Virtual machine sizes with local storage (mounted at /mnt) clash with NFS mounts defined in /etc/fstab.

🌳 Log messages

Relevant log messages

image

♻️ To reproduce

Deploy a workspace using a VM size with local storage.

I saw the same problem when we first tested #2092. @JimMadge : can you take a look?

Same missing setting you report there - ldap missing from group and passwd image

Looks like the problem was you already have a disk mounted at /mnt. What size are you using?

@JimMadge : Is something automatically mounted at /mnt? Possibly the (badly documented) temp disk that lives on the same physical machine as the VM?

This might also explain why mounting at /shared was fine but /mnt/shared causes a problem.

Standard_D2s_v3

btw I literally just got it running by creating the /mnt subdirectories from the console. Maybe adding the -m flag to mount -fav, so it creates the directories if they don't exist, will fix it?

Hmm, I'm not sure. That size shouldn't have a temporary disk.

You can see in the fstab output though that there is device /dev/disk/cloud/azure_resource-part-1 at /mnt. That doesn't look right to me.
I haven't seen this problem in any deployments I've done recently.

Is it worth abandoning /mnt and putting our drives somewhere else?

Or alternatively, explicitly adding something like the following to /etc/fstab

/dev/disk/cloud/azure_resource-part1	/mnt/tmp	auto	defaults,nofail,_netdev	0	2

I'd rather understand what is happening here. It isn't a mount that we have defined and I'm not sure what it is.
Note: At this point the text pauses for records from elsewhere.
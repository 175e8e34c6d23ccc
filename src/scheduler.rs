//! # Scheduler: timed backup and render cycles.
//!
//! Two trigger styles are supported:
//!
//! - **interval**: every `backup_interval` / `render_interval` minutes;
//! - **time-of-day**: a list of `HH:MM` local clock times, one backup at
//!   each (enabled with `enable_schedule`).
//!
//! Triggers only ever *invoke* the coordinators; mutual exclusion lives in
//! each coordinator's `Processing` flag, which is checked before starting
//! so an overrunning cycle causes the next tick to be skipped, never
//! queued. When `stop_before_backup` is set, players are warned
//! `notify_before_stop` seconds before the backup tick fires.

use std::sync::Arc;
use std::time::Duration;

use chrono::{Local, NaiveDateTime, NaiveTime};
use tokio::task::JoinHandle;
use tokio_util::sync::CancellationToken;

use crate::backup::{BackupCoordinator, BackupOptions};
use crate::config::{BackupConfig, RenderConfig};
use crate::process::ProcessSupervisor;
use crate::render::RenderRunner;

/// Spawns the timer-driven backup/render loops.
pub struct Scheduler {
    supervisor: Arc<ProcessSupervisor>,
    backup: Arc<BackupCoordinator>,
    render: Option<Arc<RenderRunner>>,
    backups: BackupConfig,
    renders: RenderConfig,
}

impl Scheduler {
    pub fn new(
        supervisor: Arc<ProcessSupervisor>,
        backup: Arc<BackupCoordinator>,
        render: Option<Arc<RenderRunner>>,
        backups: BackupConfig,
        renders: RenderConfig,
    ) -> Self {
        Self {
            supervisor,
            backup,
            render,
            backups,
            renders,
        }
    }

    /// Starts the enabled loops; they run until the token is cancelled.
    pub fn spawn(self, token: CancellationToken) -> Vec<JoinHandle<()>> {
        let mut handles = Vec::new();

        if self.backups.enable_backups {
            handles.push(tokio::spawn(backup_loop(
                Arc::clone(&self.supervisor),
                Arc::clone(&self.backup),
                self.backups.clone(),
                token.child_token(),
            )));
        }

        if let Some(render) = &self.render {
            if self.renders.enable_renders {
                handles.push(tokio::spawn(render_loop(
                    Arc::clone(&self.backup),
                    Arc::clone(render),
                    self.renders.render_interval,
                    token.child_token(),
                )));
            }
        }

        handles
    }
}

/// Invokes a scheduled/forced backup unless one is already processing.
pub async fn invoke_backup(backup: &BackupCoordinator, force: bool) {
    if backup.is_processing() {
        tracing::info!("a backup task is still running");
        return;
    }
    let opts = BackupOptions {
        full_copy: false,
        archive: true,
        force,
    };
    if let Err(error) = backup.create_backup(opts).await {
        tracing::warn!(label = error.as_label(), %error, "backup invocation failed");
    }
}

/// Refreshes the working copy, then runs the renderer over it.
pub async fn invoke_render(backup: &BackupCoordinator, render: &RenderRunner) {
    if backup.is_processing() || render.is_processing() {
        tracing::info!("a backup or render task is still running");
        return;
    }
    let opts = BackupOptions {
        full_copy: false,
        archive: false,
        force: true,
    };
    if let Err(error) = backup.create_backup(opts).await {
        tracing::warn!(label = error.as_label(), %error, "pre-render backup failed");
        return;
    }
    if let Err(error) = render.render(backup.destination()).await {
        tracing::warn!(%error, "render invocation failed");
    }
}

async fn backup_loop(
    supervisor: Arc<ProcessSupervisor>,
    backup: Arc<BackupCoordinator>,
    cfg: BackupConfig,
    token: CancellationToken,
) {
    loop {
        let delay = next_backup_delay(&cfg, Local::now().naive_local());
        let lead = if cfg.stop_before_backup {
            Duration::from_secs(cfg.notify_before_stop)
        } else {
            Duration::ZERO
        };

        if !lead.is_zero() && delay > lead {
            if !sleep_or_cancel(delay - lead, &token).await {
                return;
            }
            supervisor
                .send_notice(&format!(
                    "Shutting down server in {} seconds to take a backup.",
                    cfg.notify_before_stop
                ))
                .await;
            if !sleep_or_cancel(lead, &token).await {
                return;
            }
        } else if !sleep_or_cancel(delay, &token).await {
            return;
        }

        invoke_backup(&backup, false).await;
    }
}

async fn render_loop(
    backup: Arc<BackupCoordinator>,
    render: Arc<RenderRunner>,
    interval_minutes: u64,
    token: CancellationToken,
) {
    let interval = Duration::from_secs(interval_minutes.max(1) * 60);
    loop {
        if !sleep_or_cancel(interval, &token).await {
            return;
        }
        invoke_render(&backup, &render).await;
    }
}

/// Sleeps for `duration`; returns `false` when cancelled instead.
async fn sleep_or_cancel(duration: Duration, token: &CancellationToken) -> bool {
    tokio::select! {
        _ = tokio::time::sleep(duration) => true,
        _ = token.cancelled() => false,
    }
}

/// Delay until the next backup tick, in either trigger style.
fn next_backup_delay(cfg: &BackupConfig, now: NaiveDateTime) -> Duration {
    if cfg.enable_schedule {
        let times = parse_schedule(&cfg.schedule);
        if let Some(delay) = delay_until_next(&times, now) {
            return delay;
        }
        tracing::warn!("daily schedule is empty or unparseable; using the interval");
    }
    Duration::from_secs(cfg.backup_interval.max(1) * 60)
}

/// Parses `HH:MM` entries, skipping (and reporting) invalid ones.
fn parse_schedule(schedule: &[String]) -> Vec<NaiveTime> {
    let mut times = Vec::with_capacity(schedule.len());
    for entry in schedule {
        match NaiveTime::parse_from_str(entry.trim(), "%H:%M") {
            Ok(time) => times.push(time),
            Err(_) => tracing::warn!(entry, "ignoring unparseable schedule time"),
        }
    }
    times
}

/// Duration from `now` until the soonest of the given daily clock times.
fn delay_until_next(times: &[NaiveTime], now: NaiveDateTime) -> Option<Duration> {
    times
        .iter()
        .map(|&time| {
            let mut candidate = now.date().and_time(time);
            if candidate <= now {
                candidate += chrono::Duration::days(1);
            }
            candidate - now
        })
        .min()
        .and_then(|delta| delta.to_std().ok())
}

#[cfg(test)]
mod tests {
    use super::*;
    use chrono::NaiveDate;

    fn at(h: u32, m: u32) -> NaiveDateTime {
        NaiveDate::from_ymd_opt(2024, 6, 1)
            .unwrap()
            .and_hms_opt(h, m, 0)
            .unwrap()
    }

    fn t(h: u32, m: u32) -> NaiveTime {
        NaiveTime::from_hms_opt(h, m, 0).unwrap()
    }

    #[test]
    fn test_next_time_later_today() {
        let delay = delay_until_next(&[t(12, 0), t(18, 30)], at(9, 0)).unwrap();
        assert_eq!(delay, Duration::from_secs(3 * 3600));
    }

    #[test]
    fn test_wraps_to_tomorrow_when_all_passed() {
        let delay = delay_until_next(&[t(6, 0)], at(23, 0)).unwrap();
        assert_eq!(delay, Duration::from_secs(7 * 3600));
    }

    #[test]
    fn test_exact_now_counts_as_tomorrow() {
        let delay = delay_until_next(&[t(9, 0)], at(9, 0)).unwrap();
        assert_eq!(delay, Duration::from_secs(24 * 3600));
    }

    #[test]
    fn test_empty_schedule_has_no_next() {
        assert!(delay_until_next(&[], at(9, 0)).is_none());
    }

    #[test]
    fn test_parse_schedule_skips_garbage() {
        let times = parse_schedule(&[
            "06:00".to_string(),
            "not a time".to_string(),
            " 18:30".to_string(),
        ]);
        assert_eq!(times, vec![t(6, 0), t(18, 30)]);
    }

    #[test]
    fn test_interval_fallback_when_schedule_unusable() {
        let mut cfg = BackupConfig::default();
        cfg.enable_schedule = true;
        cfg.schedule = vec!["nonsense".to_string()];
        cfg.backup_interval = 45;
        assert_eq!(next_backup_delay(&cfg, at(10, 0)), Duration::from_secs(45 * 60));
    }
}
If it is something Azure is adding we could make sure to remove entries like that from fstab (if that is the problem here).

This end of this section says "For Linux VMs, the temporary disk is /dev/sdb1 and is mounted at /mnt/resource or /mnt.", so I'm not sure we can disable this.

According to this outdated answer it might be possible to change in waagent.conf. However, I'm not confident that we could use cloud-init to change that file since waagent is used to run cloud-init.

Otherwise, we should see whether adding an explicit mount point for /dev/disk/cloud/azure_resource-part1 will fix it (as above).

Oh wait, the Dvs3 series do have temporary disks.

Is there a reason to use such an old offering?

I think we should be robust against the use of VM SKUs that have temporary disks (which is most of them) regardless of whether Dvs3 is a sensible SKU to use.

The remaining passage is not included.